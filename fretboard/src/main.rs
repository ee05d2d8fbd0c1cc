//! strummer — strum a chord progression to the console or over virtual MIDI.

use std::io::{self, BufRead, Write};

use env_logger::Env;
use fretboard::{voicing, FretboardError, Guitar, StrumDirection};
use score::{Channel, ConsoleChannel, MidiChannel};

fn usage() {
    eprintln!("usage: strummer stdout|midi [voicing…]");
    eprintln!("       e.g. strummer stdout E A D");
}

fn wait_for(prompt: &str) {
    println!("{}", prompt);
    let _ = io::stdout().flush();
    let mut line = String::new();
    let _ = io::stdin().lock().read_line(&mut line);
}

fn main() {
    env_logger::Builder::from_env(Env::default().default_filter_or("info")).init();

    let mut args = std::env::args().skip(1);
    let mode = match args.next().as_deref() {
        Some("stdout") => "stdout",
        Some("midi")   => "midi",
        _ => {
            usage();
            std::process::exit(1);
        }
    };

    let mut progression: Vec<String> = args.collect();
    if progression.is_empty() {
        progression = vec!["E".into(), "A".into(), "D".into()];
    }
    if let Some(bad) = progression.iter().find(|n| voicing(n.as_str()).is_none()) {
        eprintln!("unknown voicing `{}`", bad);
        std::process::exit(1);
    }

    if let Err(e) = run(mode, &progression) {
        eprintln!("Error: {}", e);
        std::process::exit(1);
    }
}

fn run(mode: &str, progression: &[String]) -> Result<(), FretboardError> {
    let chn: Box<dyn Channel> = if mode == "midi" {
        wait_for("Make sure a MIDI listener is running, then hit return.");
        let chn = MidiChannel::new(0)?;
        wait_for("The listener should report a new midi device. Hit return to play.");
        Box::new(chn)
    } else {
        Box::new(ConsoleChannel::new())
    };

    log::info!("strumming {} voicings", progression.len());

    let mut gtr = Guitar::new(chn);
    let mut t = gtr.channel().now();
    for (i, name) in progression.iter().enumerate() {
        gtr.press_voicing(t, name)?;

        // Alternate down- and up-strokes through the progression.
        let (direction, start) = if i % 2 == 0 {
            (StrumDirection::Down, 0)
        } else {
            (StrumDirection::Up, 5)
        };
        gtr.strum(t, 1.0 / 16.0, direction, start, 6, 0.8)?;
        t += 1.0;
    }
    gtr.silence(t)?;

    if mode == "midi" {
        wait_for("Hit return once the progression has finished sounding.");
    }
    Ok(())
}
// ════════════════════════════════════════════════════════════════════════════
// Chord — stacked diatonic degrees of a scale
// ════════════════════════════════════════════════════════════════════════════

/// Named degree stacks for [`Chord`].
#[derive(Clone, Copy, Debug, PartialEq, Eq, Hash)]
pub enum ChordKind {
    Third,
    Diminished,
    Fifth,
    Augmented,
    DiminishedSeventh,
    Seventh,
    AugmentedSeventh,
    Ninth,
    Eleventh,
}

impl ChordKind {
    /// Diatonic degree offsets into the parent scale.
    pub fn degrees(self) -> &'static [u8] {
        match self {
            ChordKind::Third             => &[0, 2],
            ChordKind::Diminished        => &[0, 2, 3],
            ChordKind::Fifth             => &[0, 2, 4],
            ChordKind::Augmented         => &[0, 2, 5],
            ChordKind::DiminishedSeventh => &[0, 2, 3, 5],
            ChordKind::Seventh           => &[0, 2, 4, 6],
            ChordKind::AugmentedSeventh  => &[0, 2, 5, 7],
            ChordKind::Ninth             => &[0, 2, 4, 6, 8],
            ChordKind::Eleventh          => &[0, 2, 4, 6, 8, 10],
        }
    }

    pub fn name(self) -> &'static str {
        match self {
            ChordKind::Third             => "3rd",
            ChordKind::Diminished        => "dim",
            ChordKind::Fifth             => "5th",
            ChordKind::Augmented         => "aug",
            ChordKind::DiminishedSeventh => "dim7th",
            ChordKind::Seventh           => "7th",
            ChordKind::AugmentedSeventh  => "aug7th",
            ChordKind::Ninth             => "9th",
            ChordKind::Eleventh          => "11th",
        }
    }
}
== == ==
How to complete this task: Whenever a line of the data includes "args", copy that line.

Solution for this task:
    let mut args = std::env::args().skip(1);
    let mode = match args.next().as_deref() {
    let mut progression: Vec<String> = args.collect();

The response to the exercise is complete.